Now, the Aurora Borealis is a well known phenomenon that people travel to the Arctic Circle to experience. What isn’t very well known, though, is it’s southern counterpart – the Aurora Australis.
Like it’s northern counter part, the Aurora Australis is the phenomenon of the atmosphere lighting up the (southern) skies green due to the impact of solar wind into its magnetic field.
I THINK the Aurora Borealis may be more well known for a couple of reasons. The first reason being that western civilization (as we know) started in Europe. As such, our cultures and observations come from the interactions of the colonizing Europeans with the rest of the world.
The second reason I think the Aurora Borealis may be more well known than our Southern counter-part is that, there is more land within the region where the phenomenon can be better observed in the Northern Hemisphere than in the Southern Hemisphere. As such, more of the human population has had the opportunity to view the phenomenon from the northern lands than we have from the southern lands.
There MAY be another astro-physical reason for it that I am not aware. Either way, the hypothesis I have presented are plausible, even if it may not provide the whole picture.
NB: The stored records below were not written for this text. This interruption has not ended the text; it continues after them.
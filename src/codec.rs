//! Nibble and index helpers shared by the hex codec and the checksum engine.

const HEX_DIGITS: &[u8; 16] = b"0123456789ABCDEF";

/// Uppercase hex digit for the low nibble of `n`. The high nibble is ignored,
/// so `to_hex_digit(0x14) == b'4'`.
pub fn to_hex_digit(n: u8) -> u8 {
    HEX_DIGITS[(n & 0x0f) as usize]
}

/// Value of a hex digit in either case.
///
/// Anything that is not a hex digit decodes to `0`. Callers rely on this to
/// keep hex decoding total, so don't turn it into an error.
pub fn from_hex_digit(c: u8) -> u8 {
    hex_value(c).unwrap_or(0)
}

/// Strict variant used by checksum field parsing.
pub(crate) fn hex_value(c: u8) -> Option<u8> {
    match c {
        b'0'..=b'9' => Some(c - b'0'),
        b'A'..=b'F' => Some(c - b'A' + 10),
        b'a'..=b'f' => Some(c - b'a' + 10),
        _ => None,
    }
}

/// `idx + inc` wrapped into `0..len`. `len` must be non-zero.
///
/// The sum itself wraps at `usize::MAX` before the modulo is taken.
pub fn circ_index(idx: usize, inc: usize, len: usize) -> usize {
    let i = idx.wrapping_add(inc);
    if i >= len { i % len } else { i }
}
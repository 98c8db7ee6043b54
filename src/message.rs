use core::fmt;

use log::warn;

use crate::buffer::SlidingBuffer;
use crate::scan::Message;

/// Owned copy of a sentence.
pub type Sentence<const N: usize> = heapless::Vec<u8, N>;

/// Reasons a sentence could not be copied out of the buffer.
#[derive(Debug, Clone, Copy, PartialEq, Eq)]
pub enum PeekError {
    DestinationTooSmall { expected: usize, found: usize },
    /// The buffer compacted or reset since the descriptor was scanned.
    Stale,
}

impl fmt::Display for PeekError {
    fn fmt(&self, f: &mut fmt::Formatter<'_>) -> fmt::Result {
        match self {
            PeekError::DestinationTooSmall { expected, found } => write!(
                f,
                "destination too small: sentence is {expected} bytes, room for {found}"
            ),
            PeekError::Stale => write!(f, "descriptor outlived its buffer contents"),
        }
    }
}

impl SlidingBuffer<'_> {
    /// Copy the sentence described by `message` into the front of `dest`.
    ///
    /// Nothing is copied unless the whole sentence fits. The buffer is not
    /// modified, so peeking twice gives the same bytes.
    pub fn peek(&self, dest: &mut [u8], message: &Message) -> Result<usize, PeekError> {
        if message.length > dest.len() {
            return Err(PeekError::DestinationTooSmall {
                expected: message.length,
                found: dest.len(),
            });
        }
        if !self.is_current(message) {
            return Err(PeekError::Stale);
        }

        let range = message.start..message.start + message.length;
        dest[..message.length].copy_from_slice(&self.buf[range]);
        Ok(message.length)
    }

    /// [`peek`](Self::peek) the sentence, then compact the buffer as though it
    /// had been consumed.
    ///
    /// The compaction happens whether or not the copy succeeded. If `dest` is
    /// too small, the sentence is gone.
    pub fn retire(&mut self, dest: &mut [u8], message: &Message) -> Result<usize, PeekError> {
        let copied = self.peek(dest, message);
        if let Err(e) = &copied {
            warn!("retiring sentence at {} without a copy: {}", message.start, e);
        }
        self.compact();
        copied
    }

    /// Scan for the next sentence and retire it into an owned buffer.
    ///
    /// `WouldBlock` means no complete sentence is buffered yet. A sentence
    /// longer than `N` is dropped and reported as
    /// [`PeekError::DestinationTooSmall`].
    pub fn recv<const N: usize>(&mut self) -> nb::Result<Sentence<N>, PeekError> {
        let Some(message) = self.scan() else {
            return Err(nb::Error::WouldBlock);
        };

        let mut scratch = [0u8; N];
        let len = self
            .retire(&mut scratch, &message)
            .map_err(nb::Error::Other)?;

        Sentence::from_slice(&scratch[..len]).map_err(|_| {
            nb::Error::Other(PeekError::DestinationTooSmall {
                expected: len,
                found: N,
            })
        })
    }
}
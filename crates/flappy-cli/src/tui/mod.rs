//! Fixed-rate terminal UI runtime.
//!
//! [`run`] drives an [`App`] one frame at a time: every frame advances the app once
//! and redraws it, and key presses are handled between frames as they arrive.

use std::time::Instant;

use crossterm::event;

use self::clock::FrameClock;
pub use self::app::App;

mod app;
mod clock;

/// Frames per second for every screen. One frame is one simulation step.
pub const FRAME_RATE: u32 = 60;

/// Takes over the terminal until `app.should_exit()` returns true.
///
/// Each due frame calls `app.update()` then `app.draw()`. Terminal events that arrive
/// in between go to `app.handle_event()`.
pub fn run<A>(app: &mut A) -> anyhow::Result<()>
where
    A: App,
{
    let mut clock = FrameClock::new(FRAME_RATE, Instant::now());
    ratatui::run(|terminal| {
        while !app.should_exit() {
            let now = Instant::now();
            if clock.try_advance(now) {
                app.update();
                terminal.draw(|frame| app.draw(frame))?;
            } else if event::poll(clock.until_next_frame(now))? {
                app.handle_event(event::read()?);
            }
        }
        Ok(())
    })
}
The next question relates to why I brought all this up. The answer to that question is an interesting one. Recently, I have seen a number of recently taken photos of Aurora Australis. From Oceania, the phenomenon can be seen from parts of Victoria (the lesser the amount of light the better), Tasmania and New Zealand. I have not yet booked or prepared myself to go on that journey, but who knows: it just might be in next year’s goals to photograph the phenomenon.